What you are asked to do
Return every record below exactly as written.

(Data excerpts)
--------

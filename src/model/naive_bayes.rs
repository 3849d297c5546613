use serde::{Deserialize, Serialize};

use super::vectorizer::FeatureVector;
use super::Classifier;
use crate::error::{DetectorError, Result};
use crate::models::Label;

/// Multinomial naive Bayes over TF-IDF features.
///
/// `feature_log_prob[c][t]` is `ln((F[c][t] + alpha) / (sum_t F[c][t] + alpha * |V|))`
/// where `F[c][t]` sums the weight of term `t` over the class-`c` training documents.
#[derive(Debug, Clone, PartialEq, Serialize, Deserialize)]
pub struct MultinomialNb {
    classes: Vec<Label>,
    class_log_prior: Vec<f64>,
    feature_log_prob: Vec<Vec<f64>>,
    alpha: f64,
}

impl MultinomialNb {
    /// Fit on parallel slices of feature vectors and labels over `n_features` terms.
    pub fn fit(
        features: &[FeatureVector],
        labels: &[Label],
        n_features: usize,
        alpha: f64,
    ) -> Result<Self> {
        if !(alpha > 0.0 && alpha.is_finite()) {
            return Err(DetectorError::Configuration(format!(
                "smoothing alpha must be positive, got {}",
                alpha
            )));
        }
        if features.len() != labels.len() || features.is_empty() {
            return Err(DetectorError::Configuration(
                "classifier needs one label per non-empty feature set".to_string(),
            ));
        }

        let mut classes: Vec<Label> = labels.to_vec();
        classes.sort();
        classes.dedup();

        let mut class_count = vec![0usize; classes.len()];
        let mut feature_count = vec![vec![0.0f64; n_features]; classes.len()];

        for (fv, label) in features.iter().zip(labels) {
            let c = classes
                .binary_search(label)
                .map_err(|_| DetectorError::Configuration(format!("unexpected label {}", label)))?;
            class_count[c] += 1;
            for (index, weight) in fv.iter() {
                if index >= n_features {
                    return Err(DetectorError::Configuration(format!(
                        "feature index {} outside vocabulary of {}",
                        index, n_features
                    )));
                }
                feature_count[c][index] += weight;
            }
        }

        let total = labels.len() as f64;
        let class_log_prior = class_count
            .iter()
            .map(|&count| (count as f64 / total).ln())
            .collect();

        let feature_log_prob = feature_count
            .iter()
            .map(|row| {
                let denom = (row.iter().sum::<f64>() + alpha * n_features as f64).ln();
                row.iter().map(|count| (count + alpha).ln() - denom).collect()
            })
            .collect();

        Ok(Self {
            classes,
            class_log_prior,
            feature_log_prob,
            alpha,
        })
    }

    pub fn class_log_prior(&self) -> &[f64] {
        &self.class_log_prior
    }

    /// Structural sanity check for a decoded model over `n_features` terms.
    pub(crate) fn is_consistent(&self, n_features: usize) -> bool {
        self.classes.len() >= 2
            && self.class_log_prior.len() == self.classes.len()
            && self.feature_log_prob.len() == self.classes.len()
            && self.feature_log_prob.iter().all(|row| row.len() == n_features)
    }
}

impl Classifier for MultinomialNb {
    fn classes(&self) -> &[Label] {
        &self.classes
    }

    fn joint_log_likelihood(&self, features: &FeatureVector) -> Vec<f64> {
        self.class_log_prior
            .iter()
            .zip(&self.feature_log_prob)
            .map(|(prior, row)| {
                prior
                    + features
                        .iter()
                        .filter_map(|(index, weight)| row.get(index).map(|lp| weight * lp))
                        .sum::<f64>()
            })
            .collect()
    }
}

#[cfg(test)]
mod tests {
    use super::*;
    use crate::model::vectorizer::TfidfVectorizer;

    fn fitted() -> (TfidfVectorizer, MultinomialNb) {
        let docs = [
            "free prize claim",
            "claim free reward",
            "urgent prize winner",
            "project meeting agenda",
            "meeting notes attached",
        ];
        let labels = [Label::Spam, Label::Spam, Label::Spam, Label::Safe, Label::Safe];
        let vectorizer = TfidfVectorizer::fit(&docs).unwrap();
        let features: Vec<FeatureVector> = docs.iter().map(|d| vectorizer.transform(d)).collect();
        let nb = MultinomialNb::fit(&features, &labels, vectorizer.vocabulary_size(), 1.0).unwrap();
        (vectorizer, nb)
    }

    #[test]
    fn test_priors_follow_class_frequency() {
        let (_, nb) = fitted();
        assert_eq!(nb.classes(), &[Label::Safe, Label::Spam]);
        assert!((nb.class_log_prior()[0] - (2.0f64 / 5.0).ln()).abs() < 1e-12);
        assert!((nb.class_log_prior()[1] - (3.0f64 / 5.0).ln()).abs() < 1e-12);
    }

    #[test]
    fn test_predicts_obvious_examples() {
        let (v, nb) = fitted();
        assert_eq!(nb.predict(&v.transform("free prize")).label, Label::Spam);
        assert_eq!(nb.predict(&v.transform("meeting agenda")).label, Label::Safe);
    }

    #[test]
    fn test_posteriors_sum_to_one() {
        let (v, nb) = fitted();
        for text in ["free prize", "meeting", "", "nothing known here"] {
            let p = nb.predict(&v.transform(text));
            let sum: f64 = p.posteriors.iter().map(|(_, pr)| pr).sum();
            assert!((sum - 1.0).abs() < 1e-9);
            assert!((0.0..=1.0).contains(&p.confidence));
            let argmax = p
                .posteriors
                .iter()
                .cloned()
                .fold((Label::Safe, -1.0), |a, b| if b.1 > a.1 { b } else { a });
            assert_eq!(p.label, argmax.0);
        }
    }

    #[test]
    fn test_empty_vector_falls_back_on_priors() {
        let (_, nb) = fitted();
        let p = nb.predict(&FeatureVector::default());
        assert_eq!(p.label, Label::Spam);
        assert!((p.confidence - 0.6).abs() < 1e-9);
    }

    #[test]
    fn test_rejects_non_positive_alpha() {
        let err = MultinomialNb::fit(&[FeatureVector::default()], &[Label::Spam], 1, 0.0).unwrap_err();
        assert!(matches!(err, DetectorError::Configuration(_)));
    }
}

--------

Answer
filename src/model/naive_bayes.rs
repository 3849d297c5546613
use serde::{Deserialize, Serialize};

use super::vectorizer::FeatureVector;
use super::Classifier;
use crate::error::{DetectorError, Result};
use crate::models::Label;

/// Multinomial naive Bayes over TF-IDF features.
///
/// `feature_log_prob[c][t]` is `ln((F[c][t] + alpha) / (sum_t F[c][t] + alpha * |V|))`
/// where `F[c][t]` sums the weight of term `t` over the class-`c` training documents.
#[derive(Debug, Clone, PartialEq, Serialize, Deserialize)]
pub struct MultinomialNb {
    classes: Vec<Label>,
    class_log_prior: Vec<f64>,
    feature_log_prob: Vec<Vec<f64>>,
    alpha: f64,
}

impl MultinomialNb {
    /// Fit on parallel slices of feature vectors and labels over `n_features` terms.
    pub fn fit(
        features: &[FeatureVector],
        labels: &[Label],
        n_features: usize,
        alpha: f64,
    ) -> Result<Self> {
        if !(alpha > 0.0 && alpha.is_finite()) {
            return Err(DetectorError::Configuration(format!(
                "smoothing alpha must be positive, got {}",
                alpha
            )));
        }
        if features.len() != labels.len() || features.is_empty() {
            return Err(DetectorError::Configuration(
                "classifier needs one label per non-empty feature set".to_string(),
            ));
        }

        let mut classes: Vec<Label> = labels.to_vec();
        classes.sort();
        classes.dedup();

        let mut class_count = vec![0usize; classes.len()];
        let mut feature_count = vec![vec![0.0f64; n_features]; classes.len()];

        for (fv, label) in features.iter().zip(labels) {
            let c = classes
                .binary_search(label)
                .map_err(|_| DetectorError::Configuration(format!("unexpected label {}", label)))?;
            class_count[c] += 1;
            for (index, weight) in fv.iter() {
                if index >= n_features {
                    return Err(DetectorError::Configuration(format!(
                        "feature index {} outside vocabulary of {}",
                        index, n_features
                    )));
                }
                feature_count[c][index] += weight;
            }
        }

        let total = labels.len() as f64;
        let class_log_prior = class_count
            .iter()
            .map(|&count| (count as f64 / total).ln())
            .collect();

        let feature_log_prob = feature_count
            .iter()
            .map(|row| {
                let denom = (row.iter().sum::<f64>() + alpha * n_features as f64).ln();
                row.iter().map(|count| (count + alpha).ln() - denom).collect()
            })
            .collect();

        Ok(Self {
            classes,
            class_log_prior,
            feature_log_prob,
            alpha,
        })
    }

    pub fn class_log_prior(&self) -> &[f64] {
        &self.class_log_prior
    }

    /// Structural sanity check for a decoded model over `n_features` terms.
    pub(crate) fn is_consistent(&self, n_features: usize) -> bool {
        self.classes.len() >= 2
            && self.class_log_prior.len() == self.classes.len()
            && self.feature_log_prob.len() == self.classes.len()
            && self.feature_log_prob.iter().all(|row| row.len() == n_features)
    }
}

impl Classifier for MultinomialNb {
    fn classes(&self) -> &[Label] {
        &self.classes
    }

    fn joint_log_likelihood(&self, features: &FeatureVector) -> Vec<f64> {
        self.class_log_prior
            .iter()
            .zip(&self.feature_log_prob)
            .map(|(prior, row)| {
                prior
                    + features
                        .iter()
                        .filter_map(|(index, weight)| row.get(index).map(|lp| weight * lp))
                        .sum::<f64>()
            })
            .collect()
    }
}

#[cfg(test)]
mod tests {
    use super::*;
    use crate::model::vectorizer::TfidfVectorizer;

    fn fitted() -> (TfidfVectorizer, MultinomialNb) {
        let docs = [
            "free prize claim",
            "claim free reward",
            "urgent prize winner",
            "project meeting agenda",
            "meeting notes attached",
        ];
        let labels = [Label::Spam, Label::Spam, Label::Spam, Label::Safe, Label::Safe];
        let vectorizer = TfidfVectorizer::fit(&docs).unwrap();
        let features: Vec<FeatureVector> = docs.iter().map(|d| vectorizer.transform(d)).collect();
        let nb = MultinomialNb::fit(&features, &labels, vectorizer.vocabulary_size(), 1.0).unwrap();
        (vectorizer, nb)
    }

    #[test]
    fn test_priors_follow_class_frequency() {
        let (_, nb) = fitted();
        assert_eq!(nb.classes(), &[Label::Safe, Label::Spam]);
        assert!((nb.class_log_prior()[0] - (2.0f64 / 5.0).ln()).abs() < 1e-12);
        assert!((nb.class_log_prior()[1] - (3.0f64 / 5.0).ln()).abs() < 1e-12);
    }

    #[test]
    fn test_predicts_obvious_examples() {
        let (v, nb) = fitted();
        assert_eq!(nb.predict(&v.transform("free prize")).label, Label::Spam);
        assert_eq!(nb.predict(&v.transform("meeting agenda")).label, Label::Safe);
    }

    #[test]
    fn test_posteriors_sum_to_one() {
        let (v, nb) = fitted();
        for text in ["free prize", "meeting", "", "nothing known here"] {
            let p = nb.predict(&v.transform(text));
            let sum: f64 = p.posteriors.iter().map(|(_, pr)| pr).sum();
            assert!((sum - 1.0).abs() < 1e-9);
            assert!((0.0..=1.0).contains(&p.confidence));
            let argmax = p
                .posteriors
                .iter()
                .cloned()
                .fold((Label::Safe, -1.0), |a, b| if b.1 > a.1 { b } else { a });
            assert_eq!(p.label, argmax.0);
        }
    }

    #[test]
    fn test_empty_vector_falls_back_on_priors() {
        let (_, nb) = fitted();
        let p = nb.predict(&FeatureVector::default());
        assert_eq!(p.label, Label::Spam);
        assert!((p.confidence - 0.6).abs() < 1e-9);
    }

    #[test]
    fn test_rejects_non_positive_alpha() {
        let err = MultinomialNb::fit(&[FeatureVector::default()], &[Label::Spam], 1, 0.0).unwrap_err();
        assert!(matches!(err, DetectorError::Configuration(_)));
    }
}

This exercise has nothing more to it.